Bad actors with the intention of committing fraud to one’s selfish interest will design an elaborated scheme to have full opacity within the organization.

In private companies, full internal controls are very often not in place which might be due to the nature of the industry where the company needs to be nimble.

This gives rise to opportunities for bad actors to plot fraudulent schemes at the expense of the company.

As actions are not verified, third parties and information are not readily available due to the nature of the system, where only decision makers hold all the information.

This creates an obvious point of failure, with severe information gaps between employees of an organization, resulting in the lack of transparency, therefore, allowing fraudulent activities occurring.

The agency problem is the fundamental cause of fraud

The agency problem is a conflict of interest inherent in any relationship where one party is expected to act in another’s best interests.

In corporate finance, the agency problem usually refers to a conflict of interest between a company’s management and the company’s stockholders.

Information Asymmetry is often held as the cause of many agency problems. The most famous such study is Akerlof’s “Market for Lemons”.

How blockchain can eliminate agency problems?

Blockchain uses algorithmic governance to reach consensus — creating valid blocks.

Its governance is formal and based on objective rules that nodes agree upon.

This completely removes the need for a third party to ensure governance/trust on a transaction/activity, instead governance/trust is being implemented across a transparent network that is not centrally owned by any individual or entity and accessible to all.

This basic characteristic of blockchain eliminates an age-old issue (Agency Problem).

Every transaction/activity that’s taken place is recorded onchain and this greatly reduces any information asymmetry that various stakeholders may have among themselves

This then creates a trusted network which is run by consensus, and therefore benefitting all stakeholders.

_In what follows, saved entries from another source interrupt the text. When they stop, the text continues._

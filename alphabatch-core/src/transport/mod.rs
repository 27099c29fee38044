//! Seam between the scheduling core and the remote simulation service.
//!
//! [`SimulationTransport`] covers everything the orchestrator needs and
//! [`SubmissionTransport`] the submit-to-production workflow. The HTTP
//! implementation lives in [`brain`]; tests substitute scripted fakes.

pub mod brain;

use alphabatch_model::{
    AcceptResponse, AlphaId, AlphaResult, PollLocator, PollSnapshot,
    SimulationRequest, SubmissionCheck,
};
use async_trait::async_trait;
use thiserror::Error;

pub use brain::{BrainClient, BrainClientConfig, Credentials};

#[derive(Error, Debug)]
pub enum TransportError {
    #[error("request timed out")]
    Timeout,

    #[error("connection failed: {0}")]
    Connect(String),

    #[error("not found: {0}")]
    NotFound(String),

    #[error("authentication rejected")]
    Unauthorized,

    #[error("unexpected status {status}: {body}")]
    Status { status: u16, body: String },

    #[error("protocol error: {0}")]
    Protocol(String),

    #[error("network error: {0}")]
    Network(reqwest::Error),
}

impl From<reqwest::Error> for TransportError {
    fn from(err: reqwest::Error) -> Self {
        if err.is_timeout() {
            TransportError::Timeout
        } else if err.is_connect() {
            TransportError::Connect(err.to_string())
        } else if err.is_decode() {
            TransportError::Protocol(err.to_string())
        } else {
            TransportError::Network(err)
        }
    }
}

impl From<serde_json::Error> for TransportError {
    fn from(err: serde_json::Error) -> Self {
        TransportError::Protocol(format!("malformed JSON: {err}"))
    }
}

/// Outcome of a submit-simulation call that reached the service.
#[derive(Debug, Clone, PartialEq)]
pub enum SubmitOutcome {
    Accepted(PollLocator),
    /// The service refused with 429; the job should be retried later.
    RateLimited,
    Rejected { status: u16, body: String },
}

#[cfg_attr(test, mockall::automock)]
#[async_trait]
pub trait SimulationTransport: Send + Sync {
    async fn submit_simulation(
        &self,
        request: &SimulationRequest,
    ) -> Result<SubmitOutcome, TransportError>;

    /// Reads the current state of a submitted simulation.
    ///
    /// Returns [`TransportError::NotFound`] once the locator is gone.
    async fn poll_simulation(
        &self,
        locator: &PollLocator,
    ) -> Result<PollSnapshot, TransportError>;

    async fn fetch_alpha(
        &self,
        alpha_id: &AlphaId,
    ) -> Result<AlphaResult, TransportError>;

    /// Number of simulations the service currently reports as running for
    /// this account.
    async fn running_simulations(&self) -> Result<usize, TransportError>;
}

#[cfg_attr(test, mockall::automock)]
#[async_trait]
pub trait SubmissionTransport: Send + Sync {
    async fn submit_alpha(
        &self,
        alpha_id: &AlphaId,
    ) -> Result<AcceptResponse, TransportError>;

    async fn check_submission(
        &self,
        alpha_id: &AlphaId,
    ) -> Result<SubmissionCheck, TransportError>;
}
use alphabatch_model::{AlphaId, JobId, JobStatus};
use tracing::{error, info};

/// What happened to one job when it left the run.
#[derive(Debug, Clone, PartialEq)]
pub struct JobReport {
    pub job_id: JobId,
    pub source_field: String,
    pub expression: String,
    pub status: JobStatus,
    pub alpha_id: Option<AlphaId>,
    /// Whether a gate-passing record was written to the store.
    pub persisted: bool,
    pub message: Option<String>,
}

/// Sink for everything a run or submission workflow reports.
///
/// Callbacks run synchronously on the control loop and must not block.
pub trait RunObserver: Send + Sync {
    fn on_progress_text(&self, _text: &str) {}

    fn on_overall_progress(&self, _percent: u8, _retired: usize, _total: usize) {}

    fn on_job_complete(&self, _report: &JobReport) {}

    fn on_error(&self, _message: &str) {}
}

/// Observer that forwards every callback to `tracing`.
#[derive(Debug, Clone, Copy, Default)]
pub struct TracingObserver;

impl RunObserver for TracingObserver {
    fn on_progress_text(&self, text: &str) {
        info!(target: "alphabatch::orchestrator", "{text}");
    }

    fn on_overall_progress(&self, percent: u8, retired: usize, total: usize) {
        info!(
            target: "alphabatch::orchestrator",
            percent,
            "progress {retired}/{total}"
        );
    }

    fn on_job_complete(&self, report: &JobReport) {
        info!(
            target: "alphabatch::orchestrator",
            job_id = %report.job_id,
            field = %report.source_field,
            status = %report.status,
            alpha_id = report.alpha_id.as_ref().map(|id| id.as_str()),
            persisted = report.persisted,
            message = report.message.as_deref(),
            "job finished"
        );
    }

    fn on_error(&self, message: &str) {
        error!(target: "alphabatch::orchestrator", "{message}");
    }
}
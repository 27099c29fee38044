use alphabatch_model::MaxConcurrency;
use thiserror::Error;
use url::Url;

use crate::models::AppConfig;

#[derive(Debug, Error, PartialEq)]
pub enum ConfigGuardRailError {
    #[error("api.base_url '{value}' is not a valid URL: {reason}")]
    InvalidBaseUrl { value: String, reason: String },
    #[error("{field} must be greater than zero")]
    ZeroValue { field: &'static str },
    #[error(
        "orchestrator.max_concurrency must be between {} and {}",
        MaxConcurrency::MIN,
        MaxConcurrency::MAX
    )]
    ConcurrencyOutOfRange,
}

/// Rejects settings the run loop cannot work with.
///
/// `max_concurrency` is range-checked while deserializing; the check here
/// covers configs built in code.
pub fn validate(config: &AppConfig) -> Result<(), ConfigGuardRailError> {
    let base = config.api.base_url.trim();
    let url = Url::parse(base).map_err(|err| ConfigGuardRailError::InvalidBaseUrl {
        value: base.to_string(),
        reason: err.to_string(),
    })?;
    if !matches!(url.scheme(), "http" | "https") {
        return Err(ConfigGuardRailError::InvalidBaseUrl {
            value: base.to_string(),
            reason: format!("unsupported scheme '{}'", url.scheme()),
        });
    }

    let concurrency = u8::from(config.orchestrator.max_concurrency);
    if MaxConcurrency::new(concurrency).is_err() {
        return Err(ConfigGuardRailError::ConcurrencyOutOfRange);
    }

    let non_zero: [(&'static str, u64); 6] = [
        ("api.request_timeout_secs", config.api.request_timeout_secs),
        ("api.poll_timeout_secs", config.api.poll_timeout_secs),
        ("orchestrator.cycle_interval_ms", config.orchestrator.cycle_interval_ms),
        (
            "orchestrator.saturation_backoff_ms",
            config.orchestrator.saturation_backoff_ms,
        ),
        (
            "submission.accept_retry_interval_ms",
            config.submission.accept_retry_interval_ms,
        ),
        (
            "submission.max_accept_attempts",
            u64::from(config.submission.max_accept_attempts),
        ),
    ];
    if let Some(&(field, _)) = non_zero.iter().find(|(_, value)| *value == 0) {
        return Err(ConfigGuardRailError::ZeroValue { field });
    }

    Ok(())
}
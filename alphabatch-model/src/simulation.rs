use crate::checks::CheckResult;
use crate::ids::AlphaId;

/// Body of a simulation poll response.
#[derive(Debug, Clone, PartialEq, Default)]
#[cfg_attr(feature = "serde", derive(serde::Serialize, serde::Deserialize))]
#[cfg_attr(feature = "serde", serde(default))]
pub struct SimulationProgress {
    pub progress: Option<f64>,
    pub status: Option<String>,
    pub message: Option<String>,
    pub stage: Option<String>,
    /// Result id, present once the simulation produced an alpha.
    #[cfg_attr(feature = "serde", serde(rename = "alpha"))]
    pub result_id: Option<AlphaId>,
}

/// One poll observation: the response body plus the server's retry hint.
#[derive(Debug, Clone, PartialEq, Default)]
pub struct PollSnapshot {
    pub body: SimulationProgress,
    /// `Retry-After` in seconds, when the server sent one.
    pub retry_after_secs: Option<f64>,
}

impl PollSnapshot {
    pub fn new(body: SimulationProgress, retry_after_secs: Option<f64>) -> Self {
        Self {
            body,
            retry_after_secs,
        }
    }

    fn status_is(&self, expected: &str) -> bool {
        self.body
            .status
            .as_deref()
            .is_some_and(|status| status.eq_ignore_ascii_case(expected))
    }

    pub fn is_error(&self) -> bool {
        self.status_is("ERROR")
    }

    /// Completion is signalled by `status == COMPLETE`, by `progress == 1.0`,
    /// or by a zero retry hint on a response that already names its result.
    pub fn is_complete(&self) -> bool {
        if self.is_error() {
            return false;
        }
        if self.status_is("COMPLETE") {
            return true;
        }
        if self.body.progress.is_some_and(|progress| progress >= 1.0) {
            return true;
        }
        let settled = self.retry_after_secs.unwrap_or(0.0) <= 0.0;
        settled && self.body.result_id.as_ref().is_some_and(|id| !id.is_empty())
    }

    /// Progress clamped into `[0, 1]`, if the server reported a number.
    pub fn fraction(&self) -> Option<f64> {
        self.body
            .progress
            .filter(|progress| progress.is_finite())
            .map(|progress| progress.clamp(0.0, 1.0))
    }

    pub fn message(&self) -> &str {
        self.body.message.as_deref().unwrap_or("unknown error")
    }
}

#[derive(Debug, Clone, PartialEq, Default)]
#[cfg_attr(feature = "serde", derive(serde::Serialize, serde::Deserialize))]
#[cfg_attr(feature = "serde", serde(default))]
pub struct RegularCode {
    pub code: String,
}

#[derive(Debug, Clone, PartialEq, Default)]
#[cfg_attr(feature = "serde", derive(serde::Serialize, serde::Deserialize))]
#[cfg_attr(feature = "serde", serde(default))]
pub struct InSampleSummary {
    pub checks: Vec<CheckResult>,
}

/// Full result of an evaluated alpha, as fetched by id.
#[derive(Debug, Clone, PartialEq)]
#[cfg_attr(feature = "serde", derive(serde::Serialize, serde::Deserialize))]
pub struct AlphaResult {
    pub id: AlphaId,
    #[cfg_attr(feature = "serde", serde(rename = "dateCreated", default))]
    pub created_at: String,
    #[cfg_attr(feature = "serde", serde(default))]
    pub regular: RegularCode,
    #[cfg_attr(feature = "serde", serde(rename = "is", default))]
    pub in_sample: InSampleSummary,
}

impl AlphaResult {
    pub fn formula(&self) -> &str {
        &self.regular.code
    }

    pub fn checks(&self) -> &[CheckResult] {
        &self.in_sample.checks
    }
}

/// Item of the running-simulations listing. Only `status` matters.
#[derive(Debug, Clone, PartialEq, Default)]
#[cfg_attr(feature = "serde", derive(serde::Serialize, serde::Deserialize))]
#[cfg_attr(feature = "serde", serde(default))]
pub struct RunningSimulation {
    pub id: Option<String>,
    pub status: String,
}

impl RunningSimulation {
    pub fn is_running(&self) -> bool {
        self.status.eq_ignore_ascii_case("RUNNING")
    }
}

Information on the blockchain

Blockchain technology democratised data like never before, giving the public access to data that was once unavailable due to services that we run centrally or by government institutions that horde massive amounts of data for competitive advantage.

Accessing onchain data for blockchain gives complete granular information on an economy that gives us new insights into economic activity.

This not only empowers every stakeholder to make better decisions based on information that once eluded them, but also allows economists and researchers to make new breakthroughs with onchain data.

Historically, white-collar law enforcers can never eliminate fraudulent activities completely due to the information gap that exists between the fraudsters and other stakeholders — employees, investors/shareholders and creditors.

How fraud is committed — based on a personal experience

It largely involves playing on their fear of missing out on a good investment.

Usually, a charismatic individual like the CEO or senior manager will be pitching a “too-good-to-be-true” investment opportunity (eg. investing in a huge potential startup with exceptional technology at a pretty low valuation, while emphasizing on the potential of a billion dollar exit opportunity).

This would greatly tempt prospective investors to want to be part of the company. The company might even name drop some prominent investors or individuals who have invested in the company or have been involved previously.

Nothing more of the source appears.